Assignment: Every entry in this listing should be written out exactly.

Dataset content:
*** Block opens ***
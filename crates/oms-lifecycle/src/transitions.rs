//! Status transitions: the allowed-edge graph and the audited executor

use crate::{LifecycleError, LifecycleResult};
use chrono::{DateTime, Utc};
use oms_types::{Actor, Project, ProjectStatus, TransitionId, UserId};
use serde::{Deserialize, Serialize};

use ProjectStatus::*;

/// Legal targets from each status.
///
/// This is an adjacency list, not a total order: `completed` can only fall
/// back to `client_review`, and `on_hold` can resume anywhere except
/// `completed`.
pub fn allowed_targets(from: ProjectStatus) -> &'static [ProjectStatus] {
    match from {
        Lead => &[Quoted, OnHold],
        Quoted => &[Lead, Approved, OnHold],
        Approved => &[Quoted, Planning, OnHold],
        Planning => &[Approved, Development, OnHold],
        Development => &[Planning, Testing, OnHold],
        Testing => &[Development, ClientReview, OnHold],
        ClientReview => &[Testing, Completed, OnHold],
        Completed => &[ClientReview],
        OnHold => &[
            Lead,
            Quoted,
            Approved,
            Planning,
            Development,
            Testing,
            ClientReview,
        ],
    }
}

/// Progress percentage a status maps to. `on_hold` has no mapping: progress
/// is frozen while a project is on hold.
pub fn progress_for(status: ProjectStatus) -> Option<u8> {
    match status {
        Lead => Some(0),
        Quoted => Some(5),
        Approved => Some(10),
        Planning => Some(20),
        Development => Some(50),
        Testing => Some(80),
        ClientReview => Some(95),
        Completed => Some(100),
        OnHold => None,
    }
}

/// Check that `from → to` is a legal edge. A same-state transition is
/// always valid.
pub fn validate_transition(from: ProjectStatus, to: ProjectStatus) -> LifecycleResult<()> {
    if from == to {
        return Ok(());
    }
    let allowed = allowed_targets(from);
    if allowed.contains(&to) {
        Ok(())
    } else {
        Err(LifecycleError::InvalidTransition { from, to, allowed })
    }
}

/// One audited status change. Immutable once created.
#[derive(Clone, Debug, Serialize, Deserialize)]
pub struct StatusTransition {
    pub id: TransitionId,
    pub project_id: oms_types::ProjectId,
    pub from_status: ProjectStatus,
    pub to_status: ProjectStatus,
    pub actor: Option<UserId>,
    pub reason: String,
    pub notes: String,
    pub timestamp: DateTime<Utc>,
}

/// Append-only audit trail of status transitions.
///
/// There is deliberately no mutation or removal API; rows accumulate for
/// the life of the project.
#[derive(Clone, Debug, Default, Serialize, Deserialize)]
pub struct TransitionLog {
    entries: Vec<StatusTransition>,
}

impl TransitionLog {
    pub fn new() -> Self {
        Self::default()
    }

    fn append(&mut self, transition: StatusTransition) {
        self.entries.push(transition);
    }

    pub fn entries(&self) -> &[StatusTransition] {
        &self.entries
    }

    /// Transitions for one project, oldest first.
    pub fn for_project(&self, project_id: oms_types::ProjectId) -> Vec<&StatusTransition> {
        self.entries
            .iter()
            .filter(|t| t.project_id == project_id)
            .collect()
    }

    pub fn len(&self) -> usize {
        self.entries.len()
    }

    pub fn is_empty(&self) -> bool {
        self.entries.is_empty()
    }
}

/// Transition a project to `new_status` with a full audit trail.
///
/// Validate-then-mutate: on a rejected edge nothing changes — no status,
/// no progress, no audit row. On success the project's status, mapped
/// progress, and status timestamp change together with exactly one
/// appended audit row.
pub fn transition(
    project: &mut Project,
    new_status: ProjectStatus,
    actor: Option<&Actor>,
    reason: impl Into<String>,
    notes: impl Into<String>,
    log: &mut TransitionLog,
) -> LifecycleResult<StatusTransition> {
    let old_status = project.status;
    validate_transition(old_status, new_status)?;

    project.status = new_status;
    if let Some(progress) = progress_for(new_status) {
        if old_status != new_status {
            project.progress_percentage = progress;
        }
    }
    project.status_updated_at = Utc::now();
    project.timestamps.touch();

    let record = StatusTransition {
        id: TransitionId::new(),
        project_id: project.id,
        from_status: old_status,
        to_status: new_status,
        actor: actor.map(|a| a.id),
        reason: reason.into(),
        notes: notes.into(),
        timestamp: project.status_updated_at,
    };
    log.append(record.clone());

    tracing::info!(
        project = %project.project_code,
        from = %old_status,
        to = %new_status,
        progress = project.progress_percentage,
        "project status transitioned"
    );

    Ok(record)
}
*** Block closes ***
Exercise response:
filename crates/oms-lifecycle/src/transitions.rs
//! Status transitions: the allowed-edge graph and the audited executor

use crate::{LifecycleError, LifecycleResult};
use chrono::{DateTime, Utc};
use oms_types::{Actor, Project, ProjectStatus, TransitionId, UserId};
use serde::{Deserialize, Serialize};

use ProjectStatus::*;

/// Legal targets from each status.
///
/// This is an adjacency list, not a total order: `completed` can only fall
/// back to `client_review`, and `on_hold` can resume anywhere except
/// `completed`.
pub fn allowed_targets(from: ProjectStatus) -> &'static [ProjectStatus] {
    match from {
        Lead => &[Quoted, OnHold],
        Quoted => &[Lead, Approved, OnHold],
        Approved => &[Quoted, Planning, OnHold],
        Planning => &[Approved, Development, OnHold],
        Development => &[Planning, Testing, OnHold],
        Testing => &[Development, ClientReview, OnHold],
        ClientReview => &[Testing, Completed, OnHold],
        Completed => &[ClientReview],
        OnHold => &[
            Lead,
            Quoted,
            Approved,
            Planning,
            Development,
            Testing,
            ClientReview,
        ],
    }
}

/// Progress percentage a status maps to. `on_hold` has no mapping: progress
/// is frozen while a project is on hold.
pub fn progress_for(status: ProjectStatus) -> Option<u8> {
    match status {
        Lead => Some(0),
        Quoted => Some(5),
        Approved => Some(10),
        Planning => Some(20),
        Development => Some(50),
        Testing => Some(80),
        ClientReview => Some(95),
        Completed => Some(100),
        OnHold => None,
    }
}

/// Check that `from → to` is a legal edge. A same-state transition is
/// always valid.
pub fn validate_transition(from: ProjectStatus, to: ProjectStatus) -> LifecycleResult<()> {
    if from == to {
        return Ok(());
    }
    let allowed = allowed_targets(from);
    if allowed.contains(&to) {
        Ok(())
    } else {
        Err(LifecycleError::InvalidTransition { from, to, allowed })
    }
}

/// One audited status change. Immutable once created.
#[derive(Clone, Debug, Serialize, Deserialize)]
pub struct StatusTransition {
    pub id: TransitionId,
    pub project_id: oms_types::ProjectId,
    pub from_status: ProjectStatus,
    pub to_status: ProjectStatus,
    pub actor: Option<UserId>,
    pub reason: String,
    pub notes: String,
    pub timestamp: DateTime<Utc>,
}

/// Append-only audit trail of status transitions.
///
/// There is deliberately no mutation or removal API; rows accumulate for
/// the life of the project.
#[derive(Clone, Debug, Default, Serialize, Deserialize)]
pub struct TransitionLog {
    entries: Vec<StatusTransition>,
}

impl TransitionLog {
    pub fn new() -> Self {
        Self::default()
    }

    fn append(&mut self, transition: StatusTransition) {
        self.entries.push(transition);
    }

    pub fn entries(&self) -> &[StatusTransition] {
        &self.entries
    }

    /// Transitions for one project, oldest first.
    pub fn for_project(&self, project_id: oms_types::ProjectId) -> Vec<&StatusTransition> {
        self.entries
            .iter()
            .filter(|t| t.project_id == project_id)
            .collect()
    }

    pub fn len(&self) -> usize {
        self.entries.len()
    }

    pub fn is_empty(&self) -> bool {
        self.entries.is_empty()
    }
}

/// Transition a project to `new_status` with a full audit trail.
///
/// Validate-then-mutate: on a rejected edge nothing changes — no status,
/// no progress, no audit row. On success the project's status, mapped
/// progress, and status timestamp change together with exactly one
/// appended audit row.
pub fn transition(
    project: &mut Project,
    new_status: ProjectStatus,
    actor: Option<&Actor>,
    reason: impl Into<String>,
    notes: impl Into<String>,
    log: &mut TransitionLog,
) -> LifecycleResult<StatusTransition> {
    let old_status = project.status;
    validate_transition(old_status, new_status)?;

    project.status = new_status;
    if let Some(progress) = progress_for(new_status) {
        if old_status != new_status {
            project.progress_percentage = progress;
        }
    }
    project.status_updated_at = Utc::now();
    project.timestamps.touch();

    let record = StatusTransition {
        id: TransitionId::new(),
        project_id: project.id,
        from_status: old_status,
        to_status: new_status,
        actor: actor.map(|a| a.id),
        reason: reason.into(),
        notes: notes.into(),
        timestamp: project.status_updated_at,
    };
    log.append(record.clone());

    tracing::info!(
        project = %project.project_code,
        from = %old_status,
        to = %new_status,
        progress = project.progress_percentage,
        "project status transitioned"
    );

    Ok(record)
}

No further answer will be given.